DESCRIPTION OF THE TASK.
Where a line below holds the string "AnsweredRecord", count it; then give the total without any other words.

Stored items:
Segment Open

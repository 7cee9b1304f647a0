//! Tests for winning-path and feasibility analysis.

use kwanduh_board::{
    CellGrid, Coordinate, GameCellState, has_losing_corner_condition, is_possible_winning_path,
    is_winning_path, winning_path,
};

#[test]
fn test_main_diagonal_of_four_wins() {
    let mut grid = CellGrid::new(4);
    for i in 0..4 {
        grid[Coordinate::new(i, i)] = GameCellState::PlayedCorrectly;
    }

    let path = winning_path(&grid).expect("diagonal should win");
    assert_eq!(path.len(), 4);
    assert_eq!(
        path,
        (0..4).map(|i| Coordinate::new(i, i)).collect::<Vec<_>>()
    );
}

#[test]
fn test_same_left_edge_misses_cannot_win() {
    let mut grid = CellGrid::new(4);
    grid[Coordinate::new(0, 0)] = GameCellState::PlayedIncorrectly;
    grid[Coordinate::new(3, 0)] = GameCellState::PlayedIncorrectly;
    assert!(!is_possible_winning_path(&grid));

    // Nothing else on the board can rescue it.
    for coord in grid.coordinates().collect::<Vec<_>>() {
        if grid[coord] == GameCellState::Unplayed {
            grid[coord] = GameCellState::PlayedCorrectly;
        }
    }
    assert!(has_losing_corner_condition(&grid));
    assert!(!is_possible_winning_path(&grid));
}

#[test]
fn test_queries_are_pure() {
    let grid: CellGrid = "\
        O . # .
        O X . .
        . O . .
        # . O O"
        .parse()
        .unwrap();
    let snapshot = grid.clone();

    assert_eq!(is_winning_path(&grid), is_winning_path(&grid));
    assert_eq!(
        is_possible_winning_path(&grid),
        is_possible_winning_path(&grid)
    );
    assert_eq!(winning_path(&grid), winning_path(&grid));
    assert_eq!(grid, snapshot);
}

#[test]
fn test_win_implies_possible_win() {
    let grid: CellGrid = "\
        O X .
        X O .
        . X O"
        .parse()
        .unwrap();
    assert!(is_winning_path(&grid));
    assert!(is_possible_winning_path(&grid));
}

#[test]
fn test_blocked_corner_rules_out_its_diagonal() {
    let grid: CellGrid = "\
        # . .
        . . .
        . . #"
        .parse()
        .unwrap();
    // The other diagonal is still open.
    assert!(is_possible_winning_path(&grid));

    let grid: CellGrid = "\
        # . #
        . . .
        # . #"
        .parse()
        .unwrap();
    assert!(!is_possible_winning_path(&grid));
}
impl ChallengeInventory {
    /// Builds an inventory with every challenge in reserve.
    ///
    /// Only topics listed in the content catalog are tracked; challenges whose
    /// topic is not in the catalog stay in the pool but are never allocated.
    #[instrument(skip(play_data), fields(play_data_id = %play_data.play_data_id))]
    pub fn new(play_data: &PlayData) -> Self {
        let challenges = play_data.every_challenge();
        let status = vec![ChallengeStatus::InReserve; challenges.len()];
        let topic_info: BTreeMap<String, TopicInfo> = play_data
            .all_topics()
            .into_iter()
            .map(|name| {
                let indices = challenges
                    .iter()
                    .enumerate()
                    .filter(|(_, c)| c.topic == name)
                    .map(|(i, _)| i)
                    .collect();
                (name.clone(), TopicInfo::new(name, indices))
            })
            .collect();

        info!(
            challenges = challenges.len(),
            topics = topic_info.len(),
            "Inventory created"
        );

        Self {
            challenges,
            status,
            topic_info,
            answered: BTreeMap::new(),
        }
    }

    // ─────────────────────────────────────────────────────────────
    //  Mutations
    // ─────────────────────────────────────────────────────────────

    /// Allocates `count` free challenges drawn from `topics`.
    ///
    /// The request is split as evenly as possible across the (deduplicated)
    /// topics; topics that run short are topped up from the other requested
    /// topics, and as a last resort from topics outside the request. The
    /// returned indices are shuffled. Nothing is mutated on error.
    #[instrument(skip(self, rng))]
    pub fn allocate<R: Rng + ?Sized>(
        &mut self,
        topics: &[String],
        count: usize,
        rng: &mut R,
    ) -> Result<Vec<ChallengeIndex>, AllocationError> {
        if topics.is_empty() {
            warn!("Allocation requested without topics");
            return Err(AllocationError::EmptyTopics);
        }

        let mut requested: Vec<&str> = Vec::with_capacity(topics.len());
        for topic in topics {
            if !requested.contains(&topic.as_str()) {
                requested.push(topic.as_str());
            }
        }

        let unknown: Vec<String> = requested
            .iter()
            .filter(|t| !self.topic_info.contains_key(**t as &str))
            .map(|t| t.to_string())
            .collect();
        if !unknown.is_empty() {
            warn!(?unknown, "Allocation requested unknown topics");
            return Err(AllocationError::InvalidTopics(unknown));
        }

        let available = self.free_count_for(topics);
        if available < count {
            warn!(available, count, "Not enough free challenges");
            return Err(AllocationError::InsufficientChallenges(available));
        }

        let mut pools: Vec<Vec<ChallengeIndex>> = requested
            .iter()
            .map(|topic| {
                let mut free = self.free_indices(topic);
                free.shuffle(rng);
                free
            })
            .collect();
        let mut drawn: Vec<ChallengeIndex> = Vec::with_capacity(count);

        // Even split; the first `count % k` topics that have anything left take one extra.
        let share = count / requested.len();
        let mut extra = count % requested.len();
        for pool in pools.iter_mut().filter(|pool| !pool.is_empty()) {
            let want = share + usize::from(extra > 0);
            extra = extra.saturating_sub(1);
            let take = want.min(pool.len());
            drawn.extend(pool.drain(..take));
        }
        debug!(drawn = drawn.len(), share, "Even split drawn");

        for pool in pools.iter_mut() {
            if drawn.len() >= count {
                break;
            }
            let take = (count - drawn.len()).min(pool.len());
            drawn.extend(pool.drain(..take));
        }

        if drawn.len() < count {
            let mut outside: Vec<ChallengeIndex> = self
                .topic_info
                .values()
                .filter(|info| !requested.contains(&info.name().as_str()))
                .flat_map(|info| info.challenge_indices().iter().copied())
                .filter(|&i| self.status[i] == ChallengeStatus::InReserve)
                .collect();
            outside.shuffle(rng);
            let take = (count - drawn.len()).min(outside.len());
            warn!(take, "Drawing from topics outside the request");
            drawn.extend(outside.drain(..take));
        }

        if drawn.len() < count {
            return Err(AllocationError::InsufficientChallenges(drawn.len()));
        }

        let mut per_topic: BTreeMap<String, usize> = BTreeMap::new();
        for &index in &drawn {
            self.status[index] = ChallengeStatus::Allocated;
            *per_topic
                .entry(self.challenges[index].topic.clone())
                .or_default() += 1;
        }
        for (topic, k) in &per_topic {
            if let Some(info) = self.topic_info.get_mut(topic) {
                info.record_allocated(*k);
            }
        }

        drawn.shuffle(rng);
        self.assert_consistent("allocate");
        info!(count, ?per_topic, "Challenges allocated");
        Ok(drawn)
    }

    /// Returns allocated challenges to reserve.
    ///
    /// Every index must be in range, currently `Allocated`, and listed once;
    /// otherwise all offending indices are reported and nothing changes.
    /// Freed indices move to the end of their topic's index list.
    #[instrument(skip(self), fields(count = indices.len()))]
    pub fn deallocate(&mut self, indices: &[ChallengeIndex]) -> Result<(), AllocationError> {
        let mut seen = HashSet::new();
        let mut invalid: Vec<ChallengeIndex> = indices
            .iter()
            .copied()
            .filter(|&i| !seen.insert(i) || self.status(i) != Some(ChallengeStatus::Allocated))
            .collect();
        if !invalid.is_empty() {
            invalid.sort_unstable();
            invalid.dedup();
            warn!(?invalid, "Rejected deallocation");
            return Err(AllocationError::InvalidDeallocIndices(invalid));
        }

        for &index in indices {
            self.status[index] = ChallengeStatus::InReserve;
            let topic = &self.challenges[index].topic;
            if let Some(info) = self.topic_info.get_mut(topic) {
                info.record_released(index);
            }
        }

        self.assert_consistent("deallocate");
        debug!("Challenges returned to reserve");
        Ok(())
    }

    /// Swaps an allocated challenge for a reserve challenge of the same topic.
    ///
    /// The replacement is the last reserve challenge in the topic's index list.
    /// The original becomes `Abandoned`. There is no cross-topic fallback:
    /// an exhausted topic fails with `InsufficientChallenges(1)`.
    #[instrument(skip(self))]
    pub fn replace(&mut self, index: ChallengeIndex) -> Result<ChallengeIndex, AllocationError> {
        if self.status(index) != Some(ChallengeStatus::Allocated) {
            warn!("Replacement requested for unallocated challenge");
            return Err(AllocationError::InvalidIndex(index));
        }

        let topic = self.challenges[index].topic.clone();
        let replacement = self.topic_info.get(&topic).and_then(|info| {
            info.challenge_indices()
                .iter()
                .rev()
                .copied()
                .find(|&i| self.status[i] == ChallengeStatus::InReserve)
        });
        let Some(replacement) = replacement else {
            warn!(%topic, "No reserve challenge left in topic");
            return Err(AllocationError::InsufficientChallenges(1));
        };

        self.status[index] = ChallengeStatus::Abandoned;
        self.status[replacement] = ChallengeStatus::Allocated;
        if let Some(info) = self.topic_info.get_mut(&topic) {
            info.record_replaced();
        }

        self.assert_consistent("replace");
        info!(%topic, replacement, "Challenge replaced");
        Ok(replacement)
    }

    /// Records an answer for an allocated challenge.
    #[instrument(skip(self, details))]
    pub fn mark_answered(
        &mut self,
        index: ChallengeIndex,
        correct: bool,
        details: AnswerDetails,
    ) -> Result<&AnsweredRecord, AllocationError> {
        if self.status(index) != Some(ChallengeStatus::Allocated) {
            warn!("Answer recorded for unallocated challenge");
            return Err(AllocationError::InvalidIndex(index));
        }

        let outcome = if correct {
            ChallengeStatus::PlayedCorrectly
        } else {
            ChallengeStatus::PlayedIncorrectly
        };
        let (topic, id) = {
            let challenge = &self.challenges[index];
            (challenge.topic.clone(), challenge.id.clone())
        };

        self.status[index] = outcome;
        if let Some(info) = self.topic_info.get_mut(&topic) {
            info.record_answer(correct);
        }
        let record = AnsweredRecord::from_details(id.clone(), outcome, details);

        self.assert_consistent("mark_answered");
        debug!(%topic, %id, %outcome, "Answer recorded");

        let slot = match self.answered.entry(id) {
            Entry::Occupied(mut entry) => {
                entry.insert(record);
                entry.into_mut()
            }
            Entry::Vacant(entry) => entry.insert(record),
        };
        Ok(slot)
    }

    /// Puts every challenge back in reserve and clears the answer log.
    #[instrument(skip(self))]
    pub fn reset_all(&mut self) {
        self.status.fill(ChallengeStatus::InReserve);
        self.topic_info.values_mut().for_each(TopicInfo::reset);
        self.answered.clear();
        self.assert_consistent("reset_all");
        info!("Inventory reset");
    }

    // ─────────────────────────────────────────────────────────────
    //  Queries
    // ─────────────────────────────────────────────────────────────

    /// Number of challenges in the pool.
    pub fn len(&self) -> usize {
        self.challenges.len()
    }

    /// True if the pool holds no challenges.
    pub fn is_empty(&self) -> bool {
        self.challenges.is_empty()
    }

    /// The challenge at `index`.
    pub fn challenge(&self, index: ChallengeIndex) -> Option<&Challenge> {
        self.challenges.get(index)
    }

    /// All challenges, by index.
    pub fn challenges(&self) -> &[Challenge] {
        &self.challenges
    }

    /// Status of the challenge at `index`.
    pub fn status(&self, index: ChallengeIndex) -> Option<ChallengeStatus> {
        self.status.get(index).copied()
    }

    /// All statuses, by index.
    pub fn statuses(&self) -> &[ChallengeStatus] {
        &self.status
    }

    /// Number of challenges with `status`, across the whole pool.
    pub fn count(&self, status: ChallengeStatus) -> usize {
        self.status.iter().filter(|&&s| s == status).count()
    }

    /// The counter for `status` in `topic`, if the topic is tracked.
    pub fn count_for_topic(&self, topic: &str, status: ChallengeStatus) -> Option<usize> {
        self.topic_info.get(topic).map(|info| info.count_of(status))
    }

    /// Free challenges across `topics`, counting each distinct known topic once.
    pub fn free_count_for(&self, topics: &[String]) -> usize {
        let distinct: HashSet<&str> = topics.iter().map(String::as_str).collect();
        distinct
            .into_iter()
            .filter_map(|t| self.topic_info.get(t))
            .map(|info| *info.free_count())
            .sum()
    }

    /// Counters for `topic`.
    pub fn topic_info(&self, topic: &str) -> Option<&TopicInfo> {
        self.topic_info.get(topic)
    }

    /// All tracked topics, in name order.
    pub fn topics(&self) -> impl Iterator<Item = &TopicInfo> {
        self.topic_info.values()
    }

    /// Names of all tracked topics, in name order.
    pub fn topic_names(&self) -> Vec<String> {
        self.topic_info.keys().cloned().collect()
    }

    /// The logged answer for challenge `id`.
    pub fn answered(&self, id: &str) -> Option<&AnsweredRecord> {
        self.answered.get(id)
    }

    /// The whole answer log, keyed by challenge id.
    pub fn answered_log(&self) -> &BTreeMap<String, AnsweredRecord> {
        &self.answered
    }

    fn free_indices(&self, topic: &str) -> Vec<ChallengeIndex> {
        self.topic_info
            .get(topic)
            .map(|info| {
                info.challenge_indices()
                    .iter()
                    .copied()
                    .filter(|&i| self.status[i] == ChallengeStatus::InReserve)
                    .collect()
            })
            .unwrap_or_default()
    }

    // ─────────────────────────────────────────────────────────────
    //  Consistency and persistence
    // ─────────────────────────────────────────────────────────────

    /// Runs every invariant; an empty result means the inventory is consistent.
    pub fn verify(&self) -> Vec<InvariantViolation> {
        invariants::verify(self)
    }

    fn assert_consistent(&self, operation: &'static str) {
        let violations = self.verify();
        if violations.is_empty() {
            return;
        }
        for violation in &violations {
            error!(operation, violation = %violation.description, "Inventory invariant violated");
        }
        debug_assert!(
            violations.is_empty(),
            "inventory inconsistent after {}: {:?}",
            operation,
            violations
        );
    }

    /// Plain serializable copy of the mutable state.
    #[instrument(skip(self))]
    pub fn snapshot(&self) -> InventorySnapshot {
        InventorySnapshot {
            statuses: self.status.clone(),
            topic_info: self.topic_info.clone(),
            answered: self.answered.clone(),
        }
    }

    /// Rebuilds an inventory from content plus a previously taken snapshot.
    #[instrument(skip(play_data, snapshot))]
    pub fn from_snapshot(
        play_data: &PlayData,
        snapshot: InventorySnapshot,
    ) -> Result<Self, SnapshotError> {
        let mut inventory = Self::new(play_data);

        if snapshot.statuses.len() != inventory.challenges.len() {
            return Err(SnapshotError::StatusCount {
                expected: inventory.challenges.len(),
                found: snapshot.statuses.len(),
            });
        }
        let expected = inventory.topic_names();
        let found: Vec<String> = snapshot.topic_info.keys().cloned().collect();
        if expected != found {
            return Err(SnapshotError::TopicMismatch { expected, found });
        }

        inventory.status = snapshot.statuses;
        inventory.topic_info = snapshot.topic_info;
        inventory.answered = snapshot.answered;

        let violations = inventory.verify();
        if !violations.is_empty() {
            warn!(count = violations.len(), "Snapshot rejected");
            return Err(SnapshotError::Inconsistent(
                violations.into_iter().map(|v| v.description).collect(),
            ));
        }

        info!(
            allocated = inventory.count(ChallengeStatus::Allocated),
            answered = inventory.answered.len(),
            "Inventory restored"
        );
        Ok(inventory)
    }
}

Segment Closed

TASK SOLUTION.
4